Il governatore in aula su concessione del gip.《Vuole commissariare i commissari?》

Ricordo al ministro Grillo, proveniente da un’ondata populista che ha messo tutto in discussione, che lei e’ in piena continuita’ con gli ultimi cinque governi: da Berlusconi, a Monti, da Renzi a Gentiloni e oggi Conte”. Lo ha affermato il presidente della Regione Calabria, Mario Oliverio, replicando, nel corso dell’odierno Consiglio regionale, alle recenti dichiarazioni del ministro della Sanita’, Giulia Grillo, che ha annunciato provvedimento speciali sulla sanita’ calabrese. “In relazione all’esperienza che concretamente abbiamo alle spalle nella nostra regione, contrassegnata da nove anni di commissariamento, la mia opinione – ha proseguito Oliverio – e’ nota e non e’ riconducibile alle stagioni politiche e ai governi che si alternano.

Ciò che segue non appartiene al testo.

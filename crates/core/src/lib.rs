//! `dedupe-core`: data model shared by the review tool.
//!
//! Records, duplicate groups, training pairs, and the two ledgers the
//! reviewer mutates (dataset and selection). Pure data: no IO, no HTTP.

pub mod columns;
pub mod dataset;
pub mod error;
pub mod group;
pub mod pair;
pub mod record;
pub mod selection;

pub use columns::{ColumnMapping, ColumnSelection, CompletedMapping, FileSlot, validate_field_selection};
pub use dataset::{DatasetLedger, SourceRows};
pub use error::ValidationError;
pub use group::{ClusterId, DuplicateGroup};
pub use pair::{Answer, PairShapeError, TrainingPair};
pub use record::{format_value, Fields, Record, RecordId, RecordShapeError, RESERVED_FIELDS};
pub use selection::SelectionLedger;
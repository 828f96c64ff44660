//! `dedupe-review`: the review/training orchestrator.
//!
//! Sequences column selection, active-learning batches, group review and
//! reprocessing, and reconciles selections into exports. Talks to the
//! matching service only through `dedupe_client::DedupService`.

pub mod error;
pub mod export;
pub mod labels;
pub mod navigator;
pub mod reprocess;
pub mod training;
pub mod workflow;

pub use error::WorkflowError;
pub use export::{build_export, ExportFile, ExportMode, ExportTable};
pub use labels::LabelLog;
pub use navigator::{ReviewSession, SortOrder};
pub use reprocess::derive_pairs;
pub use training::{StartRefusal, TrainingProgress, TrainingSession};
pub use workflow::{
    AppState, LoadedDataset, Notice, Submission, SubmissionKind, TrainingStage, Workflow,
    NO_DUPLICATES_MESSAGE,
};
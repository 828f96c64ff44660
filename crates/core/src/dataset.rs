//! Dataset Ledger: the parsed rows of the current upload.
//!
//! Every row is stamped with a `RecordId` whose index is its position
//! across the whole upload (file one first, then file two) and whose
//! source tag names the file it came from. The ledger is built once and
//! never mutated; a re-upload replaces it wholesale.

use crate::record::{Fields, Record, RecordId, RESERVED_FIELDS};

/// Rows decoded from one uploaded file.
#[derive(Debug, Clone, Default)]
pub struct SourceRows {
    pub file_name: String,
    pub rows: Vec<Fields>,
}

impl SourceRows {
    pub fn new(file_name: impl Into<String>, rows: Vec<Fields>) -> Self {
        Self { file_name: file_name.into(), rows }
    }
}

#[derive(Debug, Clone, Default)]
pub struct DatasetLedger {
    sources: Vec<String>,
    records: Vec<Record>,
    fields: Vec<String>,
}

impl DatasetLedger {
    pub fn from_sources(sources: Vec<SourceRows>) -> Self {
        let mut ledger = Self::default();

        for source in sources {
            for mut row in source.rows {
                row.retain(|k, _| !RESERVED_FIELDS.contains(&k.as_str()));
                for key in row.keys() {
                    if !ledger.fields.iter().any(|f| f == key) {
                        ledger.fields.push(key.clone());
                    }
                }
                let id = RecordId::new(ledger.records.len(), source.file_name.clone());
                ledger.records.push(Record::new(id, row));
            }
            ledger.sources.push(source.file_name);
        }

        ledger
    }

    pub fn single(file_name: impl Into<String>, rows: Vec<Fields>) -> Self {
        Self::from_sources(vec![SourceRows::new(file_name, rows)])
    }

    pub fn len(&self) -> usize {
        self.records.len()
    }

    pub fn is_empty(&self) -> bool {
        self.records.is_empty()
    }

    pub fn records(&self) -> &[Record] {
        &self.records
    }

    pub fn get(&self, index: usize) -> Option<&Record> {
        self.records.get(index)
    }

    /// Origin file of the row at `index`.
    pub fn source_of(&self, index: usize) -> Option<&str> {
        self.records.get(index).map(|r| r.id.source_file.as_str())
    }

    /// Field names in first-seen order (reserved columns excluded).
    pub fn field_names(&self) -> &[String] {
        &self.fields
    }

    pub fn sources(&self) -> &[String] {
        &self.sources
    }

    /// Canonical id for a record reached through a service response:
    /// the index is trusted, the source tag comes from this ledger.
    pub fn resolve(&self, id: &RecordId) -> RecordId {
        match self.source_of(id.index) {
            Some(source) => RecordId::new(id.index, source),
            None => id.clone(),
        }
    }
}
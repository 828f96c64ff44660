// File I/O operations

pub mod csv;
pub mod error;
pub mod merge;
pub mod upload;
pub mod xlsx;

use dedupe_core::Fields;

pub use error::{DecodeError, UploadError};
pub use merge::{merge, MergedUpload};
pub use upload::{load_paths, validate_names, DecodedFile, FileKind};

/// Header row plus data rows of one decoded file.
/// Every row carries every header key, in header order.
#[derive(Debug, Clone, Default, PartialEq)]
pub struct DecodedTable {
    pub headers: Vec<String>,
    pub rows: Vec<Fields>,
}
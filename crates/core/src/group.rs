use std::fmt;

use crate::record::Record;

/// Cluster identifier assigned by the matching service (0-based on the wire).
#[derive(Debug, Clone, Copy, PartialEq, Eq, Hash, PartialOrd, Ord)]
pub struct ClusterId(pub u64);

impl ClusterId {
    /// 1-based number shown to users and written to exports.
    pub fn display_number(self) -> u64 {
        self.0 + 1
    }
}

impl fmt::Display for ClusterId {
    fn fmt(&self, f: &mut fmt::Formatter<'_>) -> fmt::Result {
        write!(f, "{}", self.display_number())
    }
}

/// Records the service believes refer to the same real-world entity.
/// Read-only once received; replaced wholesale by the next result set.
#[derive(Debug, Clone, PartialEq)]
pub struct DuplicateGroup {
    pub cluster_id: ClusterId,
    /// 0.0–1.0
    pub confidence: f64,
    pub members: Vec<Record>,
}

impl DuplicateGroup {
    pub fn new(cluster_id: ClusterId, confidence: f64, members: Vec<Record>) -> Self {
        Self { cluster_id, confidence, members }
    }

    pub fn len(&self) -> usize {
        self.members.len()
    }

    pub fn is_empty(&self) -> bool {
        self.members.is_empty()
    }

    /// The canonical survivor (first listed member).
    pub fn survivor(&self) -> Option<&Record> {
        self.members.first()
    }
}
use std::fmt;

use serde_json::Value;

/// User-visible field values of one row, in column order.
pub type Fields = serde_json::Map<String, Value>;

/// Column names owned by the tool rather than the user's data.
/// Never treated as regular fields, never duplicated into exports.
pub const RESERVED_FIELDS: &[&str] = &[
    "cluster_id",
    "record_id",
    "confidence_score",
    "source_file",
    "__source_file",
];

/// Stable identity of an ingested row: position in the upload plus the
/// file it came from. Kept out of `Fields` so it can never leak into the
/// regular export columns.
#[derive(Debug, Clone, PartialEq, Eq, Hash, PartialOrd, Ord)]
pub struct RecordId {
    pub index: usize,
    pub source_file: String,
}

impl RecordId {
    pub fn new(index: usize, source_file: impl Into<String>) -> Self {
        Self { index, source_file: source_file.into() }
    }

    /// Wire form of the id (the row index as a string).
    pub fn wire(&self) -> String {
        self.index.to_string()
    }
}

impl fmt::Display for RecordId {
    fn fmt(&self, f: &mut fmt::Formatter<'_>) -> fmt::Result {
        write!(f, "{}", self.index)
    }
}

/// A row with its identity and, for cluster members, the service's score.
#[derive(Debug, Clone, PartialEq)]
pub struct Record {
    pub id: RecordId,
    pub fields: Fields,
    pub confidence: Option<f64>,
}

#[derive(Debug, Clone, PartialEq, Eq)]
pub enum RecordShapeError {
    MissingRecordId,
    BadRecordId(String),
}

impl fmt::Display for RecordShapeError {
    fn fmt(&self, f: &mut fmt::Formatter<'_>) -> fmt::Result {
        match self {
            Self::MissingRecordId => write!(f, "record is missing record_id"),
            Self::BadRecordId(v) => write!(f, "record_id '{v}' is not a row index"),
        }
    }
}

impl std::error::Error for RecordShapeError {}

impl Record {
    pub fn new(id: RecordId, fields: Fields) -> Self {
        Self { id, fields, confidence: None }
    }

    /// Build a record from a service object. Reserved keys are lifted out
    /// of the field map; `record_id` may be a string or an integer.
    pub fn from_wire(mut raw: Fields) -> Result<Self, RecordShapeError> {
        let index = match raw.remove("record_id") {
            Some(Value::String(s)) => s
                .trim()
                .parse::<usize>()
                .map_err(|_| RecordShapeError::BadRecordId(s.clone()))?,
            Some(Value::Number(n)) => n
                .as_u64()
                .map(|n| n as usize)
                .ok_or_else(|| RecordShapeError::BadRecordId(n.to_string()))?,
            Some(other) => return Err(RecordShapeError::BadRecordId(other.to_string())),
            None => return Err(RecordShapeError::MissingRecordId),
        };

        let confidence = match raw.remove("confidence_score") {
            Some(Value::Number(n)) => n.as_f64(),
            Some(Value::String(s)) => s.trim().parse::<f64>().ok(),
            _ => None,
        };

        let source_file = raw
            .remove("source_file")
            .or_else(|| raw.remove("__source_file"))
            .and_then(|v| v.as_str().map(String::from))
            .unwrap_or_default();
        raw.retain(|k, _| !RESERVED_FIELDS.contains(&k.as_str()));

        Ok(Self {
            id: RecordId::new(index, source_file),
            fields: raw,
            confidence,
        })
    }

    /// Object sent back to the service: user fields plus `record_id`.
    pub fn to_wire(&self) -> Fields {
        let mut out = self.fields.clone();
        out.insert("record_id".into(), Value::String(self.id.wire()));
        out
    }

    pub fn get(&self, field: &str) -> Option<&Value> {
        self.fields.get(field)
    }
}

/// Render a scalar for delimited-text output.
/// Null and the literal sentinel `N/A` become empty strings.
pub fn format_value(value: &Value) -> String {
    match value {
        Value::Null => String::new(),
        Value::String(s) if s == "N/A" => String::new(),
        Value::String(s) => s.clone(),
        Value::Bool(b) => b.to_string(),
        Value::Number(n) => n.to_string(),
        other => other.to_string(),
    }
}

#[cfg(test)]
mod tests {
    use super::*;
    use serde_json::json;

    fn obj(v: Value) -> Fields {
        v.as_object().cloned().unwrap()
    }

    #[test]
    fn from_wire_lifts_reserved_keys() {
        let rec = Record::from_wire(obj(json!({
            "Customer": "200087",
            "Name 1": "aldi nord",
            "confidence_score": 0.78,
            "source_file": "KNA2.xlsx",
            "record_id": "184"
        })))
        .unwrap();

        assert_eq!(rec.id, RecordId::new(184, "KNA2.xlsx"));
        assert_eq!(rec.confidence, Some(0.78));
        assert_eq!(rec.fields.len(), 2);
        assert!(rec.get("record_id").is_none());
        assert!(rec.get("source_file").is_none());
    }

    #[test]
    fn from_wire_accepts_numeric_id() {
        let rec = Record::from_wire(obj(json!({"name": "a", "record_id": 7}))).unwrap();
        assert_eq!(rec.id.index, 7);
        assert_eq!(rec.id.source_file, "");
        assert_eq!(rec.confidence, None);
    }

    #[test]
    fn from_wire_rejects_missing_or_bad_id() {
        let err = Record::from_wire(obj(json!({"name": "a"}))).unwrap_err();
        assert_eq!(err, RecordShapeError::MissingRecordId);

        let err = Record::from_wire(obj(json!({"record_id": "abc"}))).unwrap_err();
        assert_eq!(err, RecordShapeError::BadRecordId("abc".into()));
    }

    #[test]
    fn to_wire_carries_id_but_not_source() {
        let mut fields = Fields::new();
        fields.insert("name".into(), json!("acme"));
        let rec = Record::new(RecordId::new(3, "a.csv"), fields);
        let wire = rec.to_wire();
        assert_eq!(wire["record_id"], json!("3"));
        assert_eq!(wire["name"], json!("acme"));
        assert!(!wire.contains_key("source_file"));
    }

    #[test]
    fn format_value_sentinels() {
        assert_eq!(format_value(&Value::Null), "");
        assert_eq!(format_value(&json!("N/A")), "");
        assert_eq!(format_value(&json!("n/a")), "n/a");
        assert_eq!(format_value(&json!(42)), "42");
        assert_eq!(format_value(&json!(true)), "true");
    }
}
//! Upload validation and loading.
//!
//! One or two files, same extension, CSV or Excel only. Validation runs
//! before anything is read, so a rejected upload has no side effects.

use std::fs;
use std::path::{Path, PathBuf};

use dedupe_client::Upload;
use dedupe_core::{SourceRows, ValidationError};

use crate::error::{DecodeError, UploadError};
use crate::DecodedTable;

pub const MAX_FILES: usize = 2;

#[derive(Debug, Clone, Copy, PartialEq, Eq)]
pub enum FileKind {
    Csv,
    Excel,
}

impl FileKind {
    pub fn from_name(name: &str) -> Result<Self, ValidationError> {
        match extension_of(name).as_deref() {
            Some("csv") => Ok(FileKind::Csv),
            Some("xlsx") | Some("xls") => Ok(FileKind::Excel),
            _ => Err(ValidationError::UnsupportedFile(name.to_string())),
        }
    }
}

/// Lowercased extension without the dot.
pub fn extension_of(name: &str) -> Option<String> {
    Path::new(name)
        .extension()
        .and_then(|e| e.to_str())
        .map(|e| e.to_ascii_lowercase())
}

/// Check file count and extensions of an upload.
pub fn validate_names<S: AsRef<str>>(names: &[S]) -> Result<FileKind, ValidationError> {
    let first = match names {
        [] => return Err(ValidationError::NoFiles),
        [first, ..] if names.len() <= MAX_FILES => first.as_ref(),
        _ => return Err(ValidationError::TooManyFiles(names.len())),
    };

    let kind = FileKind::from_name(first)?;
    if let Some(second) = names.get(1) {
        let second = second.as_ref();
        FileKind::from_name(second)?;
        let (a, b) = (extension_of(first), extension_of(second));
        if a != b {
            return Err(ValidationError::MixedExtensions {
                first: a.unwrap_or_default(),
                second: b.unwrap_or_default(),
            });
        }
    }
    Ok(kind)
}

/// A decoded upload file with its original bytes (sent as-is for single-file uploads).
#[derive(Debug, Clone)]
pub struct DecodedFile {
    pub file_name: String,
    pub bytes: Vec<u8>,
    pub table: DecodedTable,
}

impl DecodedFile {
    pub fn decode(file_name: impl Into<String>, bytes: Vec<u8>) -> Result<Self, UploadError> {
        let file_name = file_name.into();
        let table = match FileKind::from_name(&file_name)? {
            FileKind::Csv => crate::csv::decode(&file_name, &bytes)?,
            FileKind::Excel => crate::xlsx::decode(&file_name, &bytes)?,
        };
        Ok(Self { file_name, bytes, table })
    }

    pub fn headers(&self) -> &[String] {
        &self.table.headers
    }

    pub fn row_count(&self) -> usize {
        self.table.rows.len()
    }

    pub fn source_rows(&self) -> SourceRows {
        SourceRows::new(self.file_name.clone(), self.table.rows.clone())
    }

    /// Submit the file unchanged.
    pub fn as_upload(&self) -> Upload {
        Upload::new(self.file_name.clone(), self.bytes.clone())
    }
}

/// Validate, read and decode one or two files from disk.
pub fn load_paths(paths: &[PathBuf]) -> Result<Vec<DecodedFile>, UploadError> {
    let names: Vec<String> = paths.iter().map(|p| file_name_of(p)).collect();
    validate_names(&names)?;

    let mut files = Vec::with_capacity(paths.len());
    for (path, name) in paths.iter().zip(names) {
        let bytes = fs::read(path)
            .map_err(|e| DecodeError::Io(format!("{}: {}", path.display(), e)))?;
        let file = DecodedFile::decode(name, bytes)?;
        log::info!(
            "loaded {} ({} rows, {} columns)",
            file.file_name,
            file.row_count(),
            file.headers().len()
        );
        files.push(file);
    }
    Ok(files)
}

fn file_name_of(path: &Path) -> String {
    path.file_name()
        .map(|n| n.to_string_lossy().into_owned())
        .unwrap_or_else(|| path.display().to_string())
}
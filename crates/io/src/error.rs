use std::fmt;

use dedupe_core::ValidationError;

/// Failure turning an uploaded file into rows.
#[derive(Debug, Clone, PartialEq, Eq)]
pub enum DecodeError {
    /// File could not be read
    Io(String),
    /// Malformed delimited text
    Csv(String),
    /// Workbook could not be opened or its first sheet read
    Excel(String),
    /// No header row
    Empty(String),
}

impl fmt::Display for DecodeError {
    fn fmt(&self, f: &mut fmt::Formatter<'_>) -> fmt::Result {
        match self {
            DecodeError::Io(msg) => write!(f, "Read error: {}", msg),
            DecodeError::Csv(msg) => write!(f, "CSV error: {}", msg),
            DecodeError::Excel(msg) => write!(f, "Excel error: {}", msg),
            DecodeError::Empty(name) => write!(f, "No data found in {}", name),
        }
    }
}

impl std::error::Error for DecodeError {}

/// Anything that stops an upload from becoming a dataset.
#[derive(Debug, Clone, PartialEq, Eq)]
pub enum UploadError {
    Invalid(ValidationError),
    Decode(DecodeError),
}

impl fmt::Display for UploadError {
    fn fmt(&self, f: &mut fmt::Formatter<'_>) -> fmt::Result {
        match self {
            UploadError::Invalid(e) => e.fmt(f),
            UploadError::Decode(e) => e.fmt(f),
        }
    }
}

impl std::error::Error for UploadError {}

impl From<ValidationError> for UploadError {
    fn from(e: ValidationError) -> Self {
        UploadError::Invalid(e)
    }
}

impl From<DecodeError> for UploadError {
    fn from(e: DecodeError) -> Self {
        UploadError::Decode(e)
    }
}
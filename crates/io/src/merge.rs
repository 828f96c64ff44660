//! Two-file merge.
//!
//! The narrower file's columns are renamed onto the wider file's header
//! through a completed mapping, and both are written out as a single CSV
//! upload. Target rows come first, so row indices in the merged upload
//! match the order of the sources handed to the dataset ledger.

use serde_json::Value;

use dedupe_client::Upload;
use dedupe_core::{CompletedMapping, Fields, FileSlot, SourceRows};

use crate::error::DecodeError;
use crate::upload::DecodedFile;

/// Result of merging two files: what gets submitted, and what the ledger keeps.
#[derive(Debug, Clone)]
pub struct MergedUpload {
    pub upload: Upload,
    /// Target file first, then source, each tagged with its own file name.
    pub sources: Vec<SourceRows>,
    /// Columns that both files feed.
    pub shared_columns: Vec<String>,
}

pub fn merge(
    first: &DecodedFile,
    second: &DecodedFile,
    mapping: &CompletedMapping,
) -> Result<MergedUpload, DecodeError> {
    let (source, target) = match mapping.source_slot {
        FileSlot::First => (first, second),
        FileSlot::Second => (second, first),
    };
    let columns = &mapping.target_columns;

    let target_rows: Vec<Fields> = target
        .table
        .rows
        .iter()
        .map(|row| project(columns, |col| row.get(col)))
        .collect();

    let source_rows: Vec<Fields> = source
        .table
        .rows
        .iter()
        .map(|row| {
            project(columns, |col| {
                mapping
                    .mappings
                    .iter()
                    .find(|(_, t)| t.as_str() == col)
                    .and_then(|(s, _)| row.get(s))
            })
        })
        .collect();

    let bytes = write_csv(columns, target_rows.iter().chain(source_rows.iter()))?;
    let file_name = format!("{}_merged.csv", stem(&target.file_name));
    log::info!(
        "merged {} ({} rows) and {} ({} rows) into {}",
        target.file_name,
        target_rows.len(),
        source.file_name,
        source_rows.len(),
        file_name
    );

    Ok(MergedUpload {
        upload: Upload::new(file_name, bytes),
        sources: vec![
            SourceRows::new(target.file_name.clone(), target_rows),
            SourceRows::new(source.file_name.clone(), source_rows),
        ],
        shared_columns: mapping.shared_columns(),
    })
}

fn project<'a>(columns: &[String], lookup: impl Fn(&str) -> Option<&'a Value>) -> Fields {
    columns
        .iter()
        .map(|col| (col.clone(), lookup(col).cloned().unwrap_or(Value::Null)))
        .collect()
}

fn write_csv<'a>(
    columns: &[String],
    rows: impl Iterator<Item = &'a Fields>,
) -> Result<Vec<u8>, DecodeError> {
    let mut writer = csv::WriterBuilder::new()
        .terminator(csv::Terminator::Any(b'\n'))
        .from_writer(Vec::new());

    writer
        .write_record(columns)
        .map_err(|e| DecodeError::Csv(e.to_string()))?;
    for row in rows {
        let record: Vec<String> = columns
            .iter()
            .map(|col| row.get(col).map(raw_text).unwrap_or_default())
            .collect();
        writer
            .write_record(&record)
            .map_err(|e| DecodeError::Csv(e.to_string()))?;
    }
    writer
        .into_inner()
        .map_err(|e| DecodeError::Csv(e.to_string()))
}

// Unlike export formatting, data values pass through unchanged.
fn raw_text(value: &Value) -> String {
    match value {
        Value::Null => String::new(),
        Value::String(s) => s.clone(),
        other => other.to_string(),
    }
}

fn stem(file_name: &str) -> &str {
    match file_name.rfind('.') {
        Some(dot) if dot > 0 => &file_name[..dot],
        _ => file_name,
    }
}
//! CLI Exit Code Registry
//!
//! This is the single source of truth for all CLI exit codes.
//! Exit codes are part of the shell contract. Scripts rely on them.
//!
//! # Exit Code Ranges
//!
//! | Range   | Domain           | Description                              |
//! |---------|------------------|------------------------------------------|
//! | 0       | Universal        | Success                                  |
//! | 1       | Universal        | General error (unspecified)              |
//! | 2       | Universal        | CLI usage error (bad args, bad columns)  |
//! | 3-9     | upload           | File validation, decoding, merging       |
//! | 10-19   | remote           | Matching service failures                |
//! | 20-29   | review           | Training data and export failures        |
//!
//! # Adding New Exit Codes
//!
//! 1. Add the constant in the appropriate range
//! 2. Document what triggers it
//! 3. Update the table above
//! 4. Wire it into `workflow_exit_code` / `upload_exit_code`

use dedupe_client::RemoteFailure;
use dedupe_io::UploadError;
use dedupe_review::WorkflowError;

// =============================================================================
// Universal (0-2)
// =============================================================================

/// Success - command completed without errors.
pub const EXIT_SUCCESS: u8 = 0;

/// General error - unspecified failure.
/// Avoid using this; prefer a specific error code.
pub const EXIT_ERROR: u8 = 1;

/// Usage error - bad arguments, too few or unknown columns.
pub const EXIT_USAGE: u8 = 2;

// =============================================================================
// Upload (3-9)
// =============================================================================

/// Rejected file set: none, more than two, mixed or unsupported extensions.
pub const EXIT_UPLOAD_INVALID: u8 = 3;

/// A file could not be read or decoded.
pub const EXIT_UPLOAD_DECODE: u8 = 4;

/// Two-file column mapping left source columns unassigned.
pub const EXIT_UPLOAD_MAPPING: u8 = 5;

// =============================================================================
// Remote (10-19)
// =============================================================================

/// Cannot reach the matching service.
pub const EXIT_REMOTE_NETWORK: u8 = 10;

/// Matching service did not answer within the configured timeout.
pub const EXIT_REMOTE_TIMEOUT: u8 = 11;

/// Matching service answered with a non-200 status.
pub const EXIT_REMOTE_HTTP: u8 = 12;

/// Matching service answered with a body of unknown shape.
pub const EXIT_REMOTE_PARSE: u8 = 13;

// =============================================================================
// Review (20-29)
// =============================================================================

/// Candidate pairs in a training batch were malformed.
pub const EXIT_REVIEW_DATA_SHAPE: u8 = 20;

/// Export could not be serialized or written.
pub const EXIT_REVIEW_EXPORT: u8 = 21;

// =============================================================================
// Mapping
// =============================================================================

pub fn remote_exit_code(err: &RemoteFailure) -> u8 {
    match err {
        RemoteFailure::Network(_) => EXIT_REMOTE_NETWORK,
        RemoteFailure::Timeout(_) => EXIT_REMOTE_TIMEOUT,
        RemoteFailure::Http(..) => EXIT_REMOTE_HTTP,
        RemoteFailure::Parse(_) => EXIT_REMOTE_PARSE,
    }
}

pub fn upload_exit_code(err: &UploadError) -> u8 {
    match err {
        UploadError::Invalid(_) => EXIT_UPLOAD_INVALID,
        UploadError::Decode(_) => EXIT_UPLOAD_DECODE,
    }
}

pub fn workflow_exit_code(err: &WorkflowError) -> u8 {
    match err {
        WorkflowError::Validation(_) => EXIT_USAGE,
        WorkflowError::Remote(failure) => remote_exit_code(failure),
        WorkflowError::DataShape(_) => EXIT_REVIEW_DATA_SHAPE,
        WorkflowError::Export(_) => EXIT_REVIEW_EXPORT,
        WorkflowError::Busy | WorkflowError::StaleSubmission | WorkflowError::NotAvailable(_) => {
            EXIT_ERROR
        }
    }
}
//! Plain-text rendering of pairs, groups and progress for the terminal.

use unicode_width::{UnicodeWidthChar, UnicodeWidthStr};

use dedupe_core::{format_value, Fields, TrainingPair};
use dedupe_review::{ReviewSession, TrainingProgress};

/// Widest a single cell may get before it is truncated.
const MAX_CELL_WIDTH: usize = 28;

/// Display width of a string, accounting for CJK double-width, emoji, etc.
pub(crate) fn display_width(s: &str) -> usize {
    UnicodeWidthStr::width(s)
}

/// Truncate a string to fit within `width` display columns, adding ".." if truncated.
pub(crate) fn truncate_display(s: &str, width: usize) -> String {
    if display_width(s) <= width {
        return s.to_string();
    }
    if width < 3 {
        return s
            .chars()
            .next()
            .filter(|ch| ch.width().unwrap_or(0) <= width)
            .map(String::from)
            .unwrap_or_default();
    }

    // leave room for ".."
    let budget = width - 2;
    let mut used = 0;
    let mut end_byte = 0;
    for (i, ch) in s.char_indices() {
        let cw = ch.width().unwrap_or(0);
        if used + cw > budget {
            break;
        }
        used += cw;
        end_byte = i + ch.len_utf8();
    }
    format!("{}..", &s[..end_byte])
}

/// Pad or truncate a string to exactly `width` display columns.
pub(crate) fn pad_right(s: &str, width: usize) -> String {
    let sw = display_width(s);
    if sw > width {
        truncate_display(s, width)
    } else {
        format!("{}{}", s, " ".repeat(width - sw))
    }
}

fn cell(fields: &Fields, column: &str) -> String {
    let text = fields.get(column).map(format_value).unwrap_or_default();
    // one line per cell
    text.replace(['\r', '\n'], " ")
}

/// Side-by-side view of a candidate pair, one row per column.
/// Rows whose values differ are marked with `*` in the gutter.
pub(crate) fn pair(pair: &TrainingPair, columns: &[String]) -> String {
    let label_w = columns.iter().map(|c| display_width(c)).max().unwrap_or(0).min(MAX_CELL_WIDTH);
    let left: Vec<String> = columns.iter().map(|c| cell(&pair.left, c)).collect();
    let left_w = left
        .iter()
        .map(|v| display_width(v))
        .max()
        .unwrap_or(0)
        .clamp(4, MAX_CELL_WIDTH);

    let mut out = String::new();
    for (column, left) in columns.iter().zip(&left) {
        let right = cell(&pair.right, column);
        let gutter = if *left != right { '*' } else { ' ' };
        out.push_str(&format!(
            "{} {}  {}  {}\n",
            gutter,
            pad_right(column, label_w),
            pad_right(left, left_w),
            truncate_display(&right, MAX_CELL_WIDTH),
        ));
    }
    out
}

pub(crate) fn progress(p: &TrainingProgress) -> String {
    format!(
        "pair {}/{}  yes {}/{}  no {}/{}  total {}/{}  unsure {}",
        (p.labeled + 1).min(p.batch_len),
        p.batch_len,
        p.yes,
        p.min_yes,
        p.no,
        p.min_no,
        p.total,
        p.min_total,
        p.unsure,
    )
}

/// The current group as a table: marker, member number, then the columns.
pub(crate) fn group(review: &ReviewSession, columns: &[String]) -> String {
    let group = review.current_group();
    let mut out = format!(
        "Group {}/{}  cluster {}  confidence {:.3}  sort {}{}\n",
        review.current_index() + 1,
        review.len(),
        group.cluster_id.display_number(),
        group.confidence,
        review.sort(),
        if review.is_skipped(group.cluster_id) { "  [skipped]" } else { "" },
    );

    let widths: Vec<usize> = columns
        .iter()
        .map(|c| {
            group
                .members
                .iter()
                .map(|m| display_width(&cell(&m.fields, c)))
                .chain(std::iter::once(display_width(c)))
                .max()
                .unwrap_or(0)
                .min(MAX_CELL_WIDTH)
        })
        .collect();

    let mut header = String::from("         ");
    for (c, w) in columns.iter().zip(&widths) {
        header.push_str(&pad_right(c, *w));
        header.push_str("  ");
    }
    out.push_str(header.trim_end());
    out.push('\n');

    for (i, member) in group.members.iter().enumerate() {
        let mark = if review.selection().is_selected(group.cluster_id, &member.id) {
            "x"
        } else {
            " "
        };
        let mut line = format!("  [{}] {:>2}  ", mark, i + 1);
        for (c, w) in columns.iter().zip(&widths) {
            line.push_str(&pad_right(&cell(&member.fields, c), *w));
            line.push_str("  ");
        }
        out.push_str(line.trim_end());
        out.push('\n');
    }
    out
}

/// The first rows of an upload as a table under its header.
pub(crate) fn preview(headers: &[String], rows: &[Fields]) -> String {
    let widths: Vec<usize> = headers
        .iter()
        .map(|h| {
            rows.iter()
                .map(|row| display_width(&cell(row, h)))
                .chain(std::iter::once(display_width(h)))
                .max()
                .unwrap_or(0)
                .min(MAX_CELL_WIDTH)
        })
        .collect();

    let mut out = String::new();
    let lines = std::iter::once(headers.to_vec()).chain(
        rows.iter()
            .map(|row| headers.iter().map(|h| cell(row, h)).collect::<Vec<_>>()),
    );
    for values in lines {
        let mut line = String::new();
        for (value, w) in values.iter().zip(&widths) {
            line.push_str(&pad_right(value, *w));
            line.push_str("  ");
        }
        out.push_str(line.trim_end());
        out.push('\n');
    }
    out
}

E’ una riflessione di fondo relativa all’istituto del commissariamento, che e’ fallimentare dappertutto, non solo in Calabria. Ripeto che il piu’ inefficiente degli amministratori e’ migliore di un commissario, che non e’ chiamato a rispondere a nessuno. Ricordo al ministro Grillo, proveniente da un’ondata populista che ha messo tutto in discussione, che – ha sostenuto il governatore – lei e’ in piena continuita’ con cinque governi: da Berlusconi, a Monti, da Renzi, a Gentiloni e ora Conte. La linea e’ la stessa e con questa linea il ministro che ha annunciato fuoco e fiamme per la Calabria e’ in piena continuita’”. Oliverio ha quindi osservato: “Il ministro annuncia, e probabilmente non si e’ consultata con i suoi consulenti giuridici, ulteriori provvedimenti speciali per la Calabria, oltre ai commissari che sono gia’ speciali. Ma di cosa stiamo parlando? Del nulla. Abbiamo impugnato davanti la Corte Costituzionale la delibera governativa di nomina dei commissari, vedremo cosa dira’ la Corte costituzionale, a cui abbiamo chiesto di accelerare, ma sappiamo – ha spiegato il presidente della Regione – che per la Campania la Corte si e’ pronunciata dicendo che l’istituto del commissario non puo’ essere permanente. Oggi il Consiglio regionale, in sinergia con la Giunta, con l’approvazione della legge sulle integrazione delle aziende di Catanzaro dimostra che la Calabria e’ nelle condizioni di autogovernarsi nel settore della sanita’, purche’ la si metta nelle condizioni di farlo e quindi dimostra che il commissariamento non e’ giusto, ma e’ fallimentare. C’e’ quindi – ha concluso Oliverio – da portare avanti un’iniziativa forte con il governo nazionale per chiudere la triste pagina del commissariamento”.